[Task prompt]
Somewhere below are a line with "pub enum ExportFormat" and a later line with "XDG config directory". Output exactly those lines and all lines between them.

----

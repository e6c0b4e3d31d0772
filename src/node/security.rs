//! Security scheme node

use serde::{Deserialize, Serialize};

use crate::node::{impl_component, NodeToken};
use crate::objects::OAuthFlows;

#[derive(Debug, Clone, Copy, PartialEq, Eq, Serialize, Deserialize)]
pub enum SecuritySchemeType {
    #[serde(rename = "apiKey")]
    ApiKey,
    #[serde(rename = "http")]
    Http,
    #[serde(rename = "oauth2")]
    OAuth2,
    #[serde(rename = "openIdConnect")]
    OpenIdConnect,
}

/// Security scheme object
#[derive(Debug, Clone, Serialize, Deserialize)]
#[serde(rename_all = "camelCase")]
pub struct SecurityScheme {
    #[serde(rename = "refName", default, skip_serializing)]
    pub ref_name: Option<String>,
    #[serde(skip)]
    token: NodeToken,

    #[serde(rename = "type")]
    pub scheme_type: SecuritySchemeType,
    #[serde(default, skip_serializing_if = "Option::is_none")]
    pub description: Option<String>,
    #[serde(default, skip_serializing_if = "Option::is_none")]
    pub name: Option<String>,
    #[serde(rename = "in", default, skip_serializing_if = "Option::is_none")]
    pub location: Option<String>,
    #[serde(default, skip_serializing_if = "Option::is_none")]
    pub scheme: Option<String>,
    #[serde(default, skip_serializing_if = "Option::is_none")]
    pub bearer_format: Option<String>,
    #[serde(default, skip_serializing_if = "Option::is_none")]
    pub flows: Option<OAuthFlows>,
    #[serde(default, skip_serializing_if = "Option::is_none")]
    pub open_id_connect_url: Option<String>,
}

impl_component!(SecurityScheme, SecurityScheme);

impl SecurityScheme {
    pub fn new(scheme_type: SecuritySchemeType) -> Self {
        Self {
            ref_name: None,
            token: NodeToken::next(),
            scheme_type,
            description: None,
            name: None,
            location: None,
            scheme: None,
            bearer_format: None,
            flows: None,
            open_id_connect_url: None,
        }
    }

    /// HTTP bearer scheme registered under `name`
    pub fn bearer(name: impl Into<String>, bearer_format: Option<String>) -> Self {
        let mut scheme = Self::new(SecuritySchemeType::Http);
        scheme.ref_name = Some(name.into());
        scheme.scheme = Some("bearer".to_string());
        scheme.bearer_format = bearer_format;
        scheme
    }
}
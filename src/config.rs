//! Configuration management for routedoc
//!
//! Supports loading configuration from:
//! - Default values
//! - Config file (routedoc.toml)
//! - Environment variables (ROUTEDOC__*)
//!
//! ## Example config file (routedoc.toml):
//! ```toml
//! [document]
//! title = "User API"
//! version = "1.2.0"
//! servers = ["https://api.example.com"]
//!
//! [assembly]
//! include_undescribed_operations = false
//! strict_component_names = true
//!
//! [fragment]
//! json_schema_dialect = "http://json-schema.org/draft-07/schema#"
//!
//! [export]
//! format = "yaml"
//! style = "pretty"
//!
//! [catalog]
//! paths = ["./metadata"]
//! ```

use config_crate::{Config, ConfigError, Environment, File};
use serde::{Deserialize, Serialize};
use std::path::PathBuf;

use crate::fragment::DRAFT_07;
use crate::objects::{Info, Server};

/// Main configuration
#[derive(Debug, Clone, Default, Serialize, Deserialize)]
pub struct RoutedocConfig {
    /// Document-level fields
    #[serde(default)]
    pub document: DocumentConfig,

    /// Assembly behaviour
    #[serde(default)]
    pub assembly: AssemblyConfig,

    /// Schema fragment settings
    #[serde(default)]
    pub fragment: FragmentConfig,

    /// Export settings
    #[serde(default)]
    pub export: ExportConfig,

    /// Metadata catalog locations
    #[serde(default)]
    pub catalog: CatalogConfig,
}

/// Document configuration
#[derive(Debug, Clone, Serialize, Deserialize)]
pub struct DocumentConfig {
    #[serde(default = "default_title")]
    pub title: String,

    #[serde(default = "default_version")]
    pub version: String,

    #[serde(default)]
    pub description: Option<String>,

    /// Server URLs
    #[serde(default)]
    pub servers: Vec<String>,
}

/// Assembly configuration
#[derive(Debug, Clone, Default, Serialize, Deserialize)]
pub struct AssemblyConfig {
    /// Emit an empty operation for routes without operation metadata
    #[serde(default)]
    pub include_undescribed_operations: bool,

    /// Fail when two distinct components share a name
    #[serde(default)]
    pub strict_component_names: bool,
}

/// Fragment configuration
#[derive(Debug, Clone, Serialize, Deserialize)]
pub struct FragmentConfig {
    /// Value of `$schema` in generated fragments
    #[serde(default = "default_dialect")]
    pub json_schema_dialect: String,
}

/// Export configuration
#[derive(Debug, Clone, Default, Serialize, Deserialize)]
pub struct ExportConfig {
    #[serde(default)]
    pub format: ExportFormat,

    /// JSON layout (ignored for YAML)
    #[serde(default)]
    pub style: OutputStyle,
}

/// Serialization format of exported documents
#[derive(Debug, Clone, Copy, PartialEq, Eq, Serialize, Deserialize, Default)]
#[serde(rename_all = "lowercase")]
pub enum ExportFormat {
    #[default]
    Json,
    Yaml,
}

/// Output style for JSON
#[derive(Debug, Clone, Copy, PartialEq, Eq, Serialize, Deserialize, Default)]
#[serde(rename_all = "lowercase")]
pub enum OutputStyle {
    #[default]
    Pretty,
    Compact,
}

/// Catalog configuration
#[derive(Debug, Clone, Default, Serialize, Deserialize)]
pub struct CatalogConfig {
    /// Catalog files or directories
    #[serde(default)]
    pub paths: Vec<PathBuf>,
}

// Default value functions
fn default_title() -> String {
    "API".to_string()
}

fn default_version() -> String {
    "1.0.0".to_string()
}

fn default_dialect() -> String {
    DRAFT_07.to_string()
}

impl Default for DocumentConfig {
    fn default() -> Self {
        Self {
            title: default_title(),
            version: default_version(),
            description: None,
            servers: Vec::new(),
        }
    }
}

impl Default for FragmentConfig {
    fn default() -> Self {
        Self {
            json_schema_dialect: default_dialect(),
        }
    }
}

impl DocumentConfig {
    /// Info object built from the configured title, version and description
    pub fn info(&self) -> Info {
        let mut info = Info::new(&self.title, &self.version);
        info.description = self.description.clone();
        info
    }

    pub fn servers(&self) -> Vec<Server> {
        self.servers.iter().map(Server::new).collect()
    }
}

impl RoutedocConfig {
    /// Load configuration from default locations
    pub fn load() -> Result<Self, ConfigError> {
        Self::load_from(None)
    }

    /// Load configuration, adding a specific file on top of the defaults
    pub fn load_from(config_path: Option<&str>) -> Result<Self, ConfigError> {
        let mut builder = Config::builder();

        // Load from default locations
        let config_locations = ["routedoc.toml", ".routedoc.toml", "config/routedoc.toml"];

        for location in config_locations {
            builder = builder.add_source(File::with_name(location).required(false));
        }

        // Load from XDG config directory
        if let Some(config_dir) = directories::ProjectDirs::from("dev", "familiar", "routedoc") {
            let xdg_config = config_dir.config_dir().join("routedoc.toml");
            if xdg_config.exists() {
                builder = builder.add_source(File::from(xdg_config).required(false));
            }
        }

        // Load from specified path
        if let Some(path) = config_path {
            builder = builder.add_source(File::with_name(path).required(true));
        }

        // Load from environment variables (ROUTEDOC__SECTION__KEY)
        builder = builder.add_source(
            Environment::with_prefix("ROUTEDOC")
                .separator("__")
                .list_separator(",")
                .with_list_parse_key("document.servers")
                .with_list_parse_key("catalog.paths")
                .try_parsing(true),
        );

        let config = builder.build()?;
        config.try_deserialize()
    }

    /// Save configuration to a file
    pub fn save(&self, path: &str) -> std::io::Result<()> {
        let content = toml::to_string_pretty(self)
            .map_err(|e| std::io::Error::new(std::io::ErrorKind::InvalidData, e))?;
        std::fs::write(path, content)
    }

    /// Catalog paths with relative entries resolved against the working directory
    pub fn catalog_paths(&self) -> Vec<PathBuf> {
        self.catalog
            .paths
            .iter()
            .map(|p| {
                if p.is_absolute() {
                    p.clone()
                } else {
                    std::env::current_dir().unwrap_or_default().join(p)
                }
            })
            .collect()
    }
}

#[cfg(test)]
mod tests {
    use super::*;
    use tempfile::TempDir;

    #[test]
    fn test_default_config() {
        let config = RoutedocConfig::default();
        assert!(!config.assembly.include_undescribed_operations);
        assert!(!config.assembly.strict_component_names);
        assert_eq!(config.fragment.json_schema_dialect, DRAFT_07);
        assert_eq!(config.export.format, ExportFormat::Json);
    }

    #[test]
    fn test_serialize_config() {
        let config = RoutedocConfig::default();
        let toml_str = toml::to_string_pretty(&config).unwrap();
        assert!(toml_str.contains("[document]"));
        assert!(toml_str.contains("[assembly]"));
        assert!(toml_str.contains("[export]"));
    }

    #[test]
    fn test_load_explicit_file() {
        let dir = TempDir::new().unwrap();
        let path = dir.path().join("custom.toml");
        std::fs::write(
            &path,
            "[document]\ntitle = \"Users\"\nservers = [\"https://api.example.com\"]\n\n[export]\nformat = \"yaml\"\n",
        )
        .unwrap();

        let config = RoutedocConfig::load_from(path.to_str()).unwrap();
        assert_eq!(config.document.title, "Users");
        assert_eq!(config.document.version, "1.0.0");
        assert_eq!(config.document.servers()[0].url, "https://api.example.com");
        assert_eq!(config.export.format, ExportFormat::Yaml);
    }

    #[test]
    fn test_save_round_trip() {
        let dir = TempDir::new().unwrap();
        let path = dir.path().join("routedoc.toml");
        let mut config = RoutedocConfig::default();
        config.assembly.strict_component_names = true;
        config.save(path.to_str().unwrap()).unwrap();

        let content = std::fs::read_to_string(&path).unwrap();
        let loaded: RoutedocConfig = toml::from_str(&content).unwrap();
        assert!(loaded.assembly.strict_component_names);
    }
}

----

[Expected output]
pub enum ExportFormat {
    #[default]
    Json,
    Yaml,
}

/// Output style for JSON
#[derive(Debug, Clone, Copy, PartialEq, Eq, Serialize, Deserialize, Default)]
#[serde(rename_all = "lowercase")]
pub enum OutputStyle {
    #[default]
    Pretty,
    Compact,
}

/// Catalog configuration
#[derive(Debug, Clone, Default, Serialize, Deserialize)]
pub struct CatalogConfig {
    /// Catalog files or directories
    #[serde(default)]
    pub paths: Vec<PathBuf>,
}

// Default value functions
fn default_title() -> String {
    "API".to_string()
}

fn default_version() -> String {
    "1.0.0".to_string()
}

fn default_dialect() -> String {
    DRAFT_07.to_string()
}

impl Default for DocumentConfig {
    fn default() -> Self {
        Self {
            title: default_title(),
            version: default_version(),
            description: None,
            servers: Vec::new(),
        }
    }
}

impl Default for FragmentConfig {
    fn default() -> Self {
        Self {
            json_schema_dialect: default_dialect(),
        }
    }
}

impl DocumentConfig {
    /// Info object built from the configured title, version and description
    pub fn info(&self) -> Info {
        let mut info = Info::new(&self.title, &self.version);
        info.description = self.description.clone();
        info
    }

    pub fn servers(&self) -> Vec<Server> {
        self.servers.iter().map(Server::new).collect()
    }
}

impl RoutedocConfig {
    /// Load configuration from default locations
    pub fn load() -> Result<Self, ConfigError> {
        Self::load_from(None)
    }

    /// Load configuration, adding a specific file on top of the defaults
    pub fn load_from(config_path: Option<&str>) -> Result<Self, ConfigError> {
        let mut builder = Config::builder();

        // Load from default locations
        let config_locations = ["routedoc.toml", ".routedoc.toml", "config/routedoc.toml"];

        for location in config_locations {
            builder = builder.add_source(File::with_name(location).required(false));
        }

        // Load from XDG config directory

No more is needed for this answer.